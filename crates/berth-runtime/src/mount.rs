use crate::RuntimeError;
use serde::{Deserialize, Serialize};
use std::path::{Path, PathBuf};
use std::process::{Command, Stdio};

/// A host path exposed at `target` inside a container.
#[derive(Debug, Clone, PartialEq, Eq, Serialize, Deserialize)]
pub struct BindMount {
    pub source: PathBuf,
    pub target: PathBuf,
    pub read_only: bool,
}

/// Shell-escape a string for safe interpolation into `sh -c`.
pub(crate) fn shell_quote(s: &str) -> String {
    format!("'{}'", s.replace('\'', "'\\''"))
}

/// Check if a path is currently a mount point by inspecting /proc/mounts.
pub fn is_mounted(path: &Path) -> bool {
    let canonical = match std::fs::canonicalize(path) {
        Ok(p) => p.to_string_lossy().to_string(),
        Err(_) => path.to_string_lossy().to_string(),
    };
    match std::fs::read_to_string("/proc/mounts") {
        Ok(mounts) => mounts
            .lines()
            .any(|line| line.split_whitespace().nth(1) == Some(&canonical)),
        Err(_) => false,
    }
}

fn run_mount(args: &[&str]) -> Result<(), RuntimeError> {
    let output = Command::new("mount")
        .args(args)
        .stdin(Stdio::null())
        .output()
        .map_err(|e| RuntimeError::ExecFailed(format!("mount not found or failed to start: {e}")))?;
    if output.status.success() {
        Ok(())
    } else {
        Err(RuntimeError::CommandFailed {
            command: format!("mount {}", args.join(" ")),
            stderr: String::from_utf8_lossy(&output.stderr).trim().to_owned(),
        })
    }
}

/// Bind `source` onto `target` on the host, creating the target as a file or
/// directory to match the source.
pub fn mount_bind(source: &Path, target: &Path, read_only: bool) -> Result<(), RuntimeError> {
    if !target.exists() {
        if source.is_dir() {
            std::fs::create_dir_all(target)?;
        } else {
            if let Some(parent) = target.parent() {
                std::fs::create_dir_all(parent)?;
            }
            std::fs::File::create(target)?;
        }
    }

    let src = source.to_string_lossy();
    let dst = target.to_string_lossy();
    run_mount(&["--bind", &src, &dst])?;
    if read_only {
        run_mount(&["-o", "remount,bind,ro", &dst])?;
    }
    Ok(())
}

pub fn mount_tmpfs(target: &Path, size: u64) -> Result<(), RuntimeError> {
    std::fs::create_dir_all(target)?;
    let options = format!("size={size}");
    run_mount(&["-t", "tmpfs", "-o", &options, "tmpfs", &target.to_string_lossy()])
}

/// Lazily unmount `target` if it is mounted. Unmounted paths are left alone.
pub fn unmount(target: &Path) -> Result<(), RuntimeError> {
    if !is_mounted(target) {
        return Ok(());
    }
    let output = Command::new("umount")
        .arg("-l")
        .arg(target)
        .stdin(Stdio::null())
        .output()
        .map_err(|e| RuntimeError::ExecFailed(format!("umount failed to start: {e}")))?;
    if output.status.success() {
        Ok(())
    } else {
        Err(RuntimeError::CommandFailed {
            command: format!("umount -l {}", target.display()),
            stderr: String::from_utf8_lossy(&output.stderr).trim().to_owned(),
        })
    }
}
########
→ **The problem**: Without any change, reproduce the listing above in full.

→ **Response for this exercise**:
filename crates/berth-runtime/src/mount.rs
use crate::RuntimeError;
use serde::{Deserialize, Serialize};
use std::path::{Path, PathBuf};
use std::process::{Command, Stdio};

/// A host path exposed at `target` inside a container.
#[derive(Debug, Clone, PartialEq, Eq, Serialize, Deserialize)]
pub struct BindMount {
    pub source: PathBuf,
    pub target: PathBuf,
    pub read_only: bool,
}

/// Shell-escape a string for safe interpolation into `sh -c`.
pub(crate) fn shell_quote(s: &str) -> String {
    format!("'{}'", s.replace('\'', "'\\''"))
}

/// Check if a path is currently a mount point by inspecting /proc/mounts.
pub fn is_mounted(path: &Path) -> bool {
    let canonical = match std::fs::canonicalize(path) {
        Ok(p) => p.to_string_lossy().to_string(),
        Err(_) => path.to_string_lossy().to_string(),
    };
    match std::fs::read_to_string("/proc/mounts") {
        Ok(mounts) => mounts
            .lines()
            .any(|line| line.split_whitespace().nth(1) == Some(&canonical)),
        Err(_) => false,
    }
}

fn run_mount(args: &[&str]) -> Result<(), RuntimeError> {
    let output = Command::new("mount")
        .args(args)
        .stdin(Stdio::null())
        .output()
        .map_err(|e| RuntimeError::ExecFailed(format!("mount not found or failed to start: {e}")))?;
    if output.status.success() {
        Ok(())
    } else {
        Err(RuntimeError::CommandFailed {
            command: format!("mount {}", args.join(" ")),
            stderr: String::from_utf8_lossy(&output.stderr).trim().to_owned(),
        })
    }
}

/// Bind `source` onto `target` on the host, creating the target as a file or
/// directory to match the source.
pub fn mount_bind(source: &Path, target: &Path, read_only: bool) -> Result<(), RuntimeError> {
    if !target.exists() {
        if source.is_dir() {
            std::fs::create_dir_all(target)?;
        } else {
            if let Some(parent) = target.parent() {
                std::fs::create_dir_all(parent)?;
            }
            std::fs::File::create(target)?;
        }
    }

    let src = source.to_string_lossy();
    let dst = target.to_string_lossy();
    run_mount(&["--bind", &src, &dst])?;
    if read_only {
        run_mount(&["-o", "remount,bind,ro", &dst])?;
    }
    Ok(())
}

pub fn mount_tmpfs(target: &Path, size: u64) -> Result<(), RuntimeError> {
    std::fs::create_dir_all(target)?;
    let options = format!("size={size}");
    run_mount(&["-t", "tmpfs", "-o", &options, "tmpfs", &target.to_string_lossy()])
}

/// Lazily unmount `target` if it is mounted. Unmounted paths are left alone.
pub fn unmount(target: &Path) -> Result<(), RuntimeError> {
    if !is_mounted(target) {
        return Ok(());
    }
    let output = Command::new("umount")
        .arg("-l")
        .arg(target)
        .stdin(Stdio::null())
        .output()
        .map_err(|e| RuntimeError::ExecFailed(format!("umount failed to start: {e}")))?;
    if output.status.success() {
        Ok(())
    } else {
        Err(RuntimeError::CommandFailed {
            command: format!("umount -l {}", target.display()),
            stderr: String::from_utf8_lossy(&output.stderr).trim().to_owned(),
        })
    }
}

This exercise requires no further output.